Job Title: Regulatory Compliance Specialist

The role of a CQV Engineer is pivotal in ensuring the smooth operation of pharmaceutical manufacturing programs. As a CQV Engineer, you will play a crucial part in generating, executing, and approving qualification documents, as well as developing commissioning test documentation for non-direct impact systems.

Key Responsibilities:

* Generation, execution, and approval of qualification documents for facility, utility, and equipment (direct impact systems)
* Preparation of commissioning test documentation for non-direct systems
* Support clean utility tie-ins to existing systems

Requirements:

* BS degree in Engineering Science or related technical discipline
* Minimum 3 years' commissioning and qualification experience ideally in OSD or pharmaceutical environments
* Previous experience with clean utilities
* Strong technical writing skills with proven ability to produce high-quality validation documentation
* Strong interpersonal and teamwork skills with flexibility to adapt to unexpected project demands
* Demonstrated experience working within fast-paced GMP environments

This role requires an individual who can work collaboratively across engineering operations and quality teams to deliver validated systems on time. A strong understanding of cGMP and cGDP principles is essential.
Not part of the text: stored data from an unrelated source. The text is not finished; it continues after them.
// main.rs
use poem::{Server, listener::TcpListener};
use tracing_subscriber::EnvFilter;

use blog_api::{AppState, Config, app, store};

#[tokio::main]
async fn main() -> anyhow::Result<()> {
    dotenvy::dotenv().ok();
    tracing_subscriber::fmt()
        .with_env_filter(EnvFilter::try_from_default_env().unwrap_or_else(|_| "info".into()))
        .init();

    let config = Config::from_env()?;
    let state = AppState::connect(&config).await?;
    store::ensure_schema(&state.db).await?;

    let addr = config.bind_addr();
    tracing::info!(addr = %addr, "server running");
    Server::new(TcpListener::bind(addr)).run(app(state)).await?;
    Ok(())
}
//! Parameterized queries over the `posts` and `users` tables.
//!
//! Nothing here knows about ownership; callers decide who may touch a row.
//! The only business rule expressed in SQL is the public-only filter on search.

use chrono::Utc;
use sea_orm::sea_query::{Expr, Func};
use sea_orm::{
    ActiveModelTrait, ColumnTrait, Condition, ConnectionTrait, DatabaseConnection, DbErr,
    EntityTrait, FromQueryResult, JoinType, QueryFilter, QueryOrder, QuerySelect, RelationTrait,
    Schema, Set,
};

use crate::entities::{post, user};
use crate::error::StoreError;

/// Title, body and visibility of a post, as written by its owner.
#[derive(Debug, Clone)]
pub struct PostFields {
    pub title: String,
    pub content: String,
    pub is_public: bool,
}

/// A post row joined with its author's username.
#[derive(Debug, Clone, FromQueryResult)]
pub struct AuthoredPost {
    pub id: i32,
    pub title: String,
    pub content: String,
    pub is_public: bool,
    pub created_at: chrono::DateTime<Utc>,
    pub author: String,
}

/// Create the tables if they are missing.
pub async fn ensure_schema(db: &DatabaseConnection) -> Result<(), DbErr> {
    let backend = db.get_database_backend();
    let schema = Schema::new(backend);

    let mut users = schema.create_table_from_entity(user::Entity);
    users.if_not_exists();
    db.execute(backend.build(&users)).await?;

    let mut posts = schema.create_table_from_entity(post::Entity);
    posts.if_not_exists();
    db.execute(backend.build(&posts)).await?;

    Ok(())
}

pub async fn insert_post(
    db: &DatabaseConnection,
    owner: i32,
    fields: PostFields,
) -> Result<post::Model, StoreError> {
    let am = post::ActiveModel {
        title: Set(fields.title),
        content: Set(fields.content),
        is_public: Set(fields.is_public),
        user_id: Set(owner),
        created_at: Set(Utc::now()),
        ..Default::default()
    };
    Ok(am.insert(db).await?)
}

/// Every post owned by `owner`, newest first.
pub async fn posts_by_owner(
    db: &DatabaseConnection,
    owner: i32,
) -> Result<Vec<post::Model>, StoreError> {
    let rows = post::Entity::find()
        .filter(post::Column::UserId.eq(owner))
        .order_by_desc(post::Column::CreatedAt)
        .order_by_desc(post::Column::Id)
        .all(db)
        .await?;
    Ok(rows)
}

/// Public posts whose title or content contains `term`, ignoring case.
///
/// An empty term matches every public post.
pub async fn search_public(
    db: &DatabaseConnection,
    term: &str,
) -> Result<Vec<AuthoredPost>, StoreError> {
    let pattern = format!("%{}%", term.to_lowercase());
    let rows = authored()
        .filter(post::Column::IsPublic.eq(true))
        .filter(
            Condition::any()
                .add(lower_like(post::Column::Title, &pattern))
                .add(lower_like(post::Column::Content, &pattern)),
        )
        .order_by_desc(post::Column::CreatedAt)
        .order_by_desc(post::Column::Id)
        .into_model::<AuthoredPost>()
        .all(db)
        .await?;
    Ok(rows)
}

/// A single post with its author, regardless of visibility.
pub async fn authored_post_by_id(
    db: &DatabaseConnection,
    id: i32,
) -> Result<Option<AuthoredPost>, StoreError> {
    let row = authored()
        .filter(post::Column::Id.eq(id))
        .into_model::<AuthoredPost>()
        .one(db)
        .await?;
    Ok(row)
}

pub async fn post_by_id(
    db: &DatabaseConnection,
    id: i32,
) -> Result<Option<post::Model>, StoreError> {
    Ok(post::Entity::find_by_id(id).one(db).await?)
}

/// Overwrite the editable fields of an existing row.
pub async fn update_post(
    db: &DatabaseConnection,
    existing: post::Model,
    fields: PostFields,
) -> Result<post::Model, StoreError> {
    let mut am: post::ActiveModel = existing.into();
    am.title = Set(fields.title);
    am.content = Set(fields.content);
    am.is_public = Set(fields.is_public);
    Ok(am.update(db).await?)
}

/// Returns the number of rows removed.
pub async fn delete_post(db: &DatabaseConnection, id: i32) -> Result<u64, StoreError> {
    let res = post::Entity::delete_by_id(id).exec(db).await?;
    Ok(res.rows_affected)
}

/// Insert a user. A taken username surfaces as [`StoreError::Duplicate`].
pub async fn insert_user(
    db: &DatabaseConnection,
    username: String,
    password_hash: String,
) -> Result<user::Model, StoreError> {
    let am = user::ActiveModel {
        username: Set(username),
        password: Set(password_hash),
        created_at: Set(Utc::now()),
        ..Default::default()
    };
    Ok(am.insert(db).await?)
}

pub async fn user_by_username(
    db: &DatabaseConnection,
    username: &str,
) -> Result<Option<user::Model>, StoreError> {
    let row = user::Entity::find()
        .filter(user::Column::Username.eq(username))
        .one(db)
        .await?;
    Ok(row)
}

fn authored() -> sea_orm::Select<post::Entity> {
    post::Entity::find()
        .select_only()
        .columns([
            post::Column::Id,
            post::Column::Title,
            post::Column::Content,
            post::Column::IsPublic,
            post::Column::CreatedAt,
        ])
        .column_as(user::Column::Username, "author")
        .join(JoinType::InnerJoin, post::Relation::User.def())
}

fn lower_like(column: post::Column, pattern: &str) -> sea_orm::sea_query::SimpleExpr {
    Expr::expr(Func::lower(Expr::col((post::Entity, column)))).like(pattern)
}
As a CQV Engineer, you will be responsible for applying a risk-based approach to commissioning and qualification activities, ensuring adherence to regulatory standards. Your technical expertise, combined with excellent communication skills, will enable you to drive projects forward effectively.

If you are a motivated professional looking to make a meaningful contribution to a dynamic team, we encourage you to apply for this exciting opportunity.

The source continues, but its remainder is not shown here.